This edition of Decoding asks a question that lies beneath most of the decisions being made: what do we actually mean when we say AI? The answer matters for governance, for procurement, and for the kind of future public institutions are building toward. A recent Foreign Policy analysis argues that governments cannot coordinate on AI internationally simply because they do not agree on what it is.
In this edition, you’ll read about:

While many countries have called for some form of international coordination on AI, few have achieved anything more than voluntary commitments. The conversation on international AI governance remains deeply fractured. A recent Foreign Policy analysis argues that the most underappreciated reason for this is not political disagreement but something more fundamental: governments cannot coordinate on AI because they do not agree on what AI actually is.
The definitional problem is the most visible layer: some people use the term artificial intelligence to refer to tools like ChatGPT and other large language models (LLMs), while others use it to describe algorithms that have been quietly embedded in public services for years. Others still use the term to refer to superintelligent systems that exceed human capabilities, but that do not yet exist. Trying to govern AI without resolving this is like trying to regulate vehicles without distinguishing between a bicycle and a truck, as computer scientists Arvind Narayanan and Sayash Kapoor have put it. The ambiguity is not just academic; it shapes public discourse about AI and ultimately affects discussions about which specific technologies get regulated, by whom, and in what way.
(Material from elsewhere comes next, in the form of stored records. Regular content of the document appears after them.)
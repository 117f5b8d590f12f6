//! Job-queue collaborator contract and the two job classes the crate
//! registers with the host system.
//!
//! The queue itself is external: anything that can push an envelope and
//! re-run it later (at least once) satisfies [`JobQueue`]. The crate pushes
//! callback jobs when requests finish and re-pushes original envelopes when
//! work must survive a shutdown or crash.

use std::sync::Mutex;

use async_trait::async_trait;
use serde::{Deserialize, Serialize};
use serde_json::Value;
use tracing::warn;

use crate::config::Config;
use crate::errors::{Error, Result, ValidationError};
use crate::payload;
use crate::types::{ErrorValue, Request, Response};
use crate::{CALLBACK_JOB_CLASS, REQUEST_JOB_CLASS};

/// A job as the host queue sees it: a class name, positional args, and
/// enough metadata to count redeliveries.
#[derive(Debug, Clone, PartialEq, Serialize, Deserialize)]
pub struct JobEnvelope {
    pub class: String,
    #[serde(default)]
    pub args: Vec<Value>,
    #[serde(default)]
    pub retry_count: u32,
    #[serde(default, skip_serializing_if = "serde_json::Map::is_empty")]
    pub metadata: serde_json::Map<String, Value>,
}

impl JobEnvelope {
    pub fn new(class: impl Into<String>, args: Vec<Value>) -> Self {
        Self {
            class: class.into(),
            args,
            retry_count: 0,
            metadata: serde_json::Map::new(),
        }
    }
}

/// The narrow surface this crate needs from the host job system.
#[async_trait]
pub trait JobQueue: Send + Sync {
    async fn push(&self, envelope: JobEnvelope) -> Result<()>;
}

/// Test queue collecting pushed envelopes in memory.
#[derive(Debug, Default)]
pub struct InMemoryQueue {
    pushed: Mutex<Vec<JobEnvelope>>,
}

impl InMemoryQueue {
    pub fn new() -> Self {
        Self::default()
    }

    pub fn pushed(&self) -> Vec<JobEnvelope> {
        self.pushed.lock().expect("queue lock poisoned").clone()
    }

    pub fn take_all(&self) -> Vec<JobEnvelope> {
        std::mem::take(&mut *self.pushed.lock().expect("queue lock poisoned"))
    }

    pub fn len(&self) -> usize {
        self.pushed.lock().expect("queue lock poisoned").len()
    }

    pub fn is_empty(&self) -> bool {
        self.len() == 0
    }
}

#[async_trait]
impl JobQueue for InMemoryQueue {
    async fn push(&self, envelope: JobEnvelope) -> Result<()> {
        self.pushed.lock().expect("queue lock poisoned").push(envelope);
        Ok(())
    }
}

/// Builds the callback-job envelope pushed after a request terminates.
pub fn callback_job_envelope(
    result_blob: Value,
    result_kind: &str,
    callback_class: &str,
) -> JobEnvelope {
    JobEnvelope::new(
        CALLBACK_JOB_CLASS,
        vec![
            result_blob,
            Value::String(result_kind.to_string()),
            Value::String(callback_class.to_string()),
        ],
    )
}

/// Builds a request-job envelope so a request accepted outside any job can
/// still be re-enqueued on crash or shutdown.
pub fn request_job_envelope(request: &Request) -> Result<JobEnvelope> {
    Ok(JobEnvelope::new(
        REQUEST_JOB_CLASS,
        vec![request.as_hash()?],
    ))
}

fn arg<'a>(args: &'a [Value], index: usize, name: &str) -> Result<&'a Value> {
    args.get(index).ok_or_else(|| {
        Error::Validation(ValidationError::for_field(
            name.to_string(),
            format!("callback job is missing argument {index}"),
        ))
    })
}

/// Runs a callback job on behalf of the host queue.
///
/// Resolves the callback class, loads the result blob (fetching any
/// externally stored body), fires the matching global hook, and invokes
/// `on_complete` / `on_error`. The stored payload is deleted afterwards even
/// when loading or the callback itself fails.
pub async fn run_callback_job(args: &[Value], config: &Config) -> Result<()> {
    let blob = arg(args, 0, "result_blob")?.clone();
    let kind = arg(args, 1, "result_kind")?
        .as_str()
        .ok_or_else(|| {
            Error::Validation(ValidationError::for_field(
                "result_kind",
                "must be a string",
            ))
        })?
        .to_string();
    let class_name = arg(args, 2, "callback_class")?
        .as_str()
        .ok_or_else(|| {
            Error::Validation(ValidationError::for_field(
                "callback_class",
                "must be a string",
            ))
        })?
        .to_string();

    let callback = config
        .callbacks()
        .resolve(&class_name)
        .ok_or_else(|| Error::UnknownCallback(class_name.clone()))?;

    // Capture the reference before resolution so cleanup still runs when the
    // fetch or the callback fails.
    let stored = payload::body_ref(&blob);

    let outcome = invoke_callback(blob, &kind, callback.as_ref(), config).await;

    if let Some((store, key)) = stored {
        payload::unstore(&store, &key, config).await;
    }

    outcome
}

async fn invoke_callback(
    mut blob: Value,
    kind: &str,
    callback: &dyn crate::callback::Callback,
    config: &Config,
) -> Result<()> {
    payload::resolve_body_ref(&mut blob, config).await?;

    match kind {
        "response" => {
            let response = Response::load(blob)?;
            if let Some(hook) = &config.hooks().after_completion {
                hook(&response);
            }
            callback.on_complete(response);
            Ok(())
        }
        "error" => {
            let error = ErrorValue::load(blob)?;
            if let Some(hook) = &config.hooks().after_error {
                hook(&error);
            }
            callback.on_error(error);
            Ok(())
        }
        other => Err(Error::Validation(ValidationError::for_field(
            "result_kind",
            format!("unknown result kind {other:?}"),
        ))),
    }
}

/// Final-retry hook: when the host queue exhausts a callback job's retries,
/// this still deletes the stored payload so blobs do not leak.
pub async fn cleanup_callback_payload(args: &[Value], config: &Config) {
    let Some(blob) = args.first() else { return };
    if let Some((store, key)) = payload::body_ref(blob) {
        payload::unstore(&store, &key, config).await;
    }
}

/// Runs a request job: the fallback path that lets code outside a worker
/// enqueue requests. The job simply reconstructs the request and hands it to
/// the processor.
pub fn run_request_job(args: &[Value], processor: &crate::processor::Processor) -> Result<()> {
    let blob = arg(args, 0, "request_blob")?.clone();
    let mut request = Request::load(blob)?;

    if let Some(class_name) = args.get(1).and_then(Value::as_str) {
        if !class_name.trim().is_empty() {
            request.callback_class = class_name.to_string();
        }
    }
    if let Some(raise) = args.get(2).and_then(Value::as_bool) {
        request.raise_error_responses = raise;
    }

    match processor.enqueue(request) {
        Ok(_) => Ok(()),
        Err(err @ (Error::NotRunning { .. } | Error::MaxCapacity { .. })) => {
            // Raising lets the host queue retry the job later.
            warn!(error = %err, "request job deferred; processor unavailable");
            Err(err)
        }
        Err(err) => Err(err),
    }
}

/// Routes an envelope to the job class this crate registers with the host
/// queue. Returns `None` for classes the crate does not own, so host
/// middleware can fall through to its normal dispatch.
pub async fn run_registered_job(
    envelope: &JobEnvelope,
    processor: &crate::processor::Processor,
) -> Option<Result<()>> {
    match envelope.class.as_str() {
        CALLBACK_JOB_CLASS => Some(run_callback_job(&envelope.args, processor.config()).await),
        REQUEST_JOB_CLASS => Some(run_request_job(&envelope.args, processor)),
        _ => None,
    }
}

#[cfg(test)]
mod tests {
    use serde_json::json;

    use super::*;

    #[test]
    fn envelope_round_trips() {
        let mut envelope = JobEnvelope::new("jobs::Deliver", vec![json!(1), json!("a")]);
        envelope.retry_count = 2;
        envelope
            .metadata
            .insert("queue".to_string(), json!("critical"));

        let value = serde_json::to_value(&envelope).unwrap();
        let loaded: JobEnvelope = serde_json::from_value(value).unwrap();
        assert_eq!(loaded, envelope);
    }

    #[test]
    fn callback_envelope_carries_blob_kind_and_class() {
        let envelope = callback_job_envelope(json!({"status": 200}), "response", "Handler");
        assert_eq!(envelope.class, CALLBACK_JOB_CLASS);
        assert_eq!(envelope.args.len(), 3);
        assert_eq!(envelope.args[1], json!("response"));
        assert_eq!(envelope.args[2], json!("Handler"));
    }

    #[tokio::test]
    async fn in_memory_queue_collects_pushes() {
        let queue = InMemoryQueue::new();
        queue
            .push(JobEnvelope::new("a", vec![]))
            .await
            .expect("push");
        queue
            .push(JobEnvelope::new("b", vec![]))
            .await
            .expect("push");
        assert_eq!(queue.len(), 2);
        assert_eq!(queue.take_all().len(), 2);
        assert!(queue.is_empty());
    }
}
The deeper disagreement is about pace and scale. Some, including leading AI developers, believe transformative, potentially civilisational capabilities could arrive within years. Others expect AI to have a significant but slower, more sector-specific impact, playing out over decades rather than overnight. Both camps agree AI will matter, but they disagree fundamentally on when and how much.
The disagreement about pace combines with a second question: how much of our own AI infrastructure do we actually control? The United States and China together account for around 90 per cent of global AI compute and most of the world's leading models. Most other governments are, to varying degrees, dependent on one or both of them.
The Foreign Policy analysis maps these two questions onto a framework: on one axis, how a government perceives the speed and scale of AI's transformation; on the other, how self-sufficient it believes its domestic AI capabilities to be. Where a country sits on those two axes, the piece argues, explains more about its AI policy choices than political ideology or national values. How a government sees AI determines how dependent it is willing to be – and on whom.
The decisions being made right now at the global and national levels about AI procurement, infrastructure, and regulation all contain implicit answers to these questions. The assumptions are rarely made explicit, but making them visible is one of the more important things public sector leaders can do before signing the next AI contract. The Foreign Policy analysis concludes that until governments converge on these differences, the prospects for meaningful international coordination are dim, and it describes the current trajectory as a dying international ecosystem for multilateral AI governance. Whether that assessment proves correct remains to be seen.

On 7 May, the European Parliament and the Council reached a political agreement on the AI Act Omnibus, a significant simplification of the original AI Act, which the Commission proposed only five months ago.
The agreement is more than an administrative simplification. It reflects the EU’s view of what AI is and how fast it is moving. The EU is treating AI as an important technology that requires careful governance, as an infrastructure to be regulated deliberately, not a race to be won.
The most significant change is a clearer implementation timeline. High-risk AI systems, covering biometrics, critical infrastructure, education, employment, migration, asylum and border control, will face binding rules from December 2027. Systems built into products such as lifts or toys follow on 2 August 2028. The sequencing gives time for technical standards and guidance to be in place before the rules take effect.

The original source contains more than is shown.